Lundquist Institute Investigator Eiji Yoshihara, PhD., Receives Two Major Grants for Diabetes Research

TRDRP Research grant and JDRF multi-PI grant will help to establish the basis of diabetes and provides new therapeutics

Investigator(s)
Cells under a microscope

Lundquist Institute investigator Eiji Yoshihara, Ph.D., has received two grants for the research related to type 1 and type 2 diabetes. A three-year $1.45 Million research award from The Tobacco-Related Disease Research Program (TRDRP) and a three-year total $300,000/institution, multi-institutional/multi-PI research grant from the JDRF (formerly known as Juvenile Diabetes Research Foundation). For the TRDRP research, Dr. Yoshihara’s lab and research collaborator Dr. Vivender Rehan’s lab will investigate the perinatal nicotine exposure effect in pancreatic development and transgenerational diabetes development. For JDRF research Dr. Yoshihara lab and his collaborators from City of Hope and University of Cincinnati will team up to develop the novel transplantable bionanofiber materials to control oxygen supply and immune reaction to aim better survival of stem cell derived islets for cell therapy in diabetes. Both projects will significantly improve our understanding of pathogenesis of diabetes and contribute to the development of novel therapeutics to cure diabetes.

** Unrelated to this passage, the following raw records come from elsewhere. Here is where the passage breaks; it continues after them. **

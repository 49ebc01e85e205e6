//! Identity types for Tessera
//!
//! Element ids are assigned once at creation by the editing layer and are
//! never reused, even after the element is soft-deleted.

use std::borrow::Borrow;
use std::fmt;

/// Element identity - globally unique across all replicas
#[derive(Clone, PartialEq, Eq, PartialOrd, Ord, Hash, Default)]
pub struct ElementId(String);

impl ElementId {
    #[inline]
    pub fn new(id: impl Into<String>) -> Self {
        ElementId(id.into())
    }

    /// Generate a random id (21 chars from the url-safe alphabet)
    pub fn random() -> Self {
        use rand::Rng;

        const ALPHABET: &[u8] =
            b"0123456789ABCDEFGHIJKLMNOPQRSTUVWXYZabcdefghijklmnopqrstuvwxyz_-";
        let mut rng = rand::thread_rng();
        let id = (0..21)
            .map(|_| char::from(ALPHABET[rng.gen_range(0..ALPHABET.len())]))
            .collect();
        ElementId(id)
    }

    #[inline]
    pub fn as_str(&self) -> &str {
        &self.0
    }
}

impl From<&str> for ElementId {
    fn from(id: &str) -> Self {
        ElementId::new(id)
    }
}

impl From<String> for ElementId {
    fn from(id: String) -> Self {
        ElementId(id)
    }
}

impl Borrow<str> for ElementId {
    fn borrow(&self) -> &str {
        &self.0
    }
}

impl fmt::Debug for ElementId {
    fn fmt(&self, f: &mut fmt::Formatter<'_>) -> fmt::Result {
        write!(f, "Element({})", self.0)
    }
}

impl fmt::Display for ElementId {
    fn fmt(&self, f: &mut fmt::Formatter<'_>) -> fmt::Result {
        f.write_str(&self.0)
    }
}
/// Changes to the tracked application state.
///
/// Selection is stored as a diff: `deleted` holds deselected ids and
/// `inserted` holds newly selected ones, so applying it merges with the
/// current selection instead of overwriting it.
#[derive(Clone, Debug, Default, PartialEq, Eq)]
pub struct AppStateDelta {
    pub delta: Delta<AppStatePartial>,
}

impl AppStateDelta {
    pub fn empty() -> Self {
        Self::default()
    }

    pub fn calculate(prev: &AppState, next: &AppState) -> Self {
        let mut deleted = AppStatePartial::default();
        let mut inserted = AppStatePartial::default();

        if prev.name != next.name {
            deleted.name = Some(prev.name.clone());
            inserted.name = Some(next.name.clone());
        }
        if prev.view_background_color != next.view_background_color {
            deleted.view_background_color = Some(prev.view_background_color.clone());
            inserted.view_background_color = Some(next.view_background_color.clone());
        }
        if prev.selected_element_ids != next.selected_element_ids {
            deleted.selected_element_ids = Some(
                prev.selected_element_ids
                    .difference(&next.selected_element_ids)
                    .cloned()
                    .collect(),
            );
            inserted.selected_element_ids = Some(
                next.selected_element_ids
                    .difference(&prev.selected_element_ids)
                    .cloned()
                    .collect(),
            );
        }
        if prev.cropping_element_id != next.cropping_element_id {
            deleted.cropping_element_id = Some(prev.cropping_element_id.clone());
            inserted.cropping_element_id = Some(next.cropping_element_id.clone());
        }

        AppStateDelta {
            delta: Delta::new(deleted, inserted),
        }
    }

    pub fn inverse(&self) -> Self {
        AppStateDelta {
            delta: self.delta.inverse(),
        }
    }

    pub fn is_empty(&self) -> bool {
        self.delta.deleted.is_empty() && self.delta.inserted.is_empty()
    }

    /// Apply onto `app_state`.
    ///
    /// References to elements that are missing or deleted in `elements` are
    /// filtered out and do not count as visible.
    pub fn apply_to<P>(&self, app_state: &AppState, elements: &ElementsMap<P>) -> (AppState, bool) {
        let Delta { deleted, inserted } = &self.delta;
        let mut next = app_state.clone();

        if let Some(name) = &inserted.name {
            next.name = name.clone();
        }
        if let Some(color) = &inserted.view_background_color {
            next.view_background_color = color.clone();
        }
        if let Some(cropping) = &inserted.cropping_element_id {
            next.cropping_element_id = cropping.clone();
        }
        if let Some(selected) = &inserted.selected_element_ids {
            next.selected_element_ids.extend(selected.iter().cloned());
        }
        if let Some(deselected) = &deleted.selected_element_ids {
            next.selected_element_ids
                .retain(|id| !deselected.contains(id));
        }

        let visible = filter_invisible_changes(app_state, &mut next, elements);
        (next, visible)
    }
}
impl<P: Clone + PartialEq> StoreDelta<P> {
    pub fn new(elements: ElementsDelta<P>, app_state: AppStateDelta, origin: DeltaOrigin) -> Self {
        StoreDelta {
            id: rand::random(),
            elements,
            app_state,
            origin,
        }
    }

    pub fn empty() -> Self {
        Self::new(ElementsDelta::empty(), AppStateDelta::empty(), DeltaOrigin::Capture)
    }

    pub fn calculate(prev: &StoreSnapshot<P>, next: &StoreSnapshot<P>) -> Self {
        let elements = if next.metadata.did_elements_change {
            ElementsDelta::calculate(&prev.elements, &next.elements)
        } else {
            ElementsDelta::empty()
        };
        let app_state = if next.metadata.did_app_state_change {
            AppStateDelta::calculate(&prev.app_state, &next.app_state)
        } else {
            AppStateDelta::empty()
        };

        Self::new(elements, app_state, DeltaOrigin::Capture)
    }

    /// Inverse delta, under a new id
    pub fn inverse(&self) -> Self {
        Self::new(self.elements.inverse(), self.app_state.inverse(), self.origin)
    }

    /// Rebase the elements part onto what was realized, keeping the id
    pub fn apply_latest_changes(
        &self,
        prev_elements: &ElementsMap<P>,
        next_elements: &ElementsMap<P>,
    ) -> Self {
        StoreDelta {
            id: self.id,
            elements: self
                .elements
                .apply_latest_changes(prev_elements, next_elements),
            app_state: self.app_state.clone(),
            origin: self.origin,
        }
    }

    pub fn is_empty(&self) -> bool {
        self.elements.is_empty() && self.app_state.is_empty()
    }

    /// Apply onto live state, with `snapshot` as fallback for elements the
    /// live set no longer has. Returns whether either part is visible.
    pub fn apply_to(
        &self,
        elements: &ElementsMap<P>,
        app_state: &AppState,
        snapshot: &StoreSnapshot<P>,
    ) -> (ElementsMap<P>, AppState, bool) {
        let (next_elements, elements_visible) = self.elements.apply_to(elements, &snapshot.elements);
        let (next_app_state, app_state_visible) = self.app_state.apply_to(app_state, &next_elements);

        (
            next_elements,
            next_app_state,
            elements_visible || app_state_visible,
        )
    }
}

/// Output of a commit
#[derive(Debug, Clone, PartialEq)]
pub enum StoreIncrement<P> {
    /// Recorded into history
    Durable {
        change: StoreChange<P>,
        delta: StoreDelta<P>,
    },
    /// Observed, not recorded
    Ephemeral { change: StoreChange<P> },
}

“Despite the recognition of smoking is one of the major factors to induce diabetes, the molecular mechanism how nicotine-cigarettes contribute the pathogenesis of diabetes and it’s transgenerational effect is largely unknown,” said Dr. Yoshihara, principal investigator in the Lundquist Institute, assistant professor at the David Geffen School of Medicine at UCLA. “TRPRD’s funding will give us the opportunity to reveal the foundation of pathogenesis of diabetes while the JDRF grant will support the development of novel bionanofibers which helps survival of stem cell derived pancreatic islet organoids in harsh hypoxic and immune reactive transplantation sites. If successful this approach will provide the pain-less, safer transplantation technology for cell therapy. This technical invention may impact not only for diabetic therapeutics but also for cell therapy in other diseases.“

Diabetes is a chronic condition in which the pancreas loses the ability to produce enough insulin. Currently more than 536 million individuals in the world are suffering from the disease, and this has caused more than 6.7 million deaths with complications from strokes, COVID-19, kidney failure, and cancer in 2021. There is a projected increase to over 783 million diabetic individuals by the year 2045 according to the International Federation Diabetes Atlas. Both type 1 and type 2 diabetes, dysfunction of insulin secreting cells are the trigger of the disease. No standardized functional cure therapy of this disease is currently available.

Dr. Yoshihara is the principal investigator in Lundquist Institute and assistant professor at the University of California Los Angeles (UCLA). TRDRP funds research that spans social, behavioral, and biomedical sciences and has the common objective of achieving positive health equity for all Californians. The JDRF is the world largest nonprofit organization funding and advocating for policies that accelerate access to new therapy for Type 1 diabetes. Funding for this grant is made possible through collaboration between JDRF International and The Leona M. and Harry B. Helmsley Charitable Trust.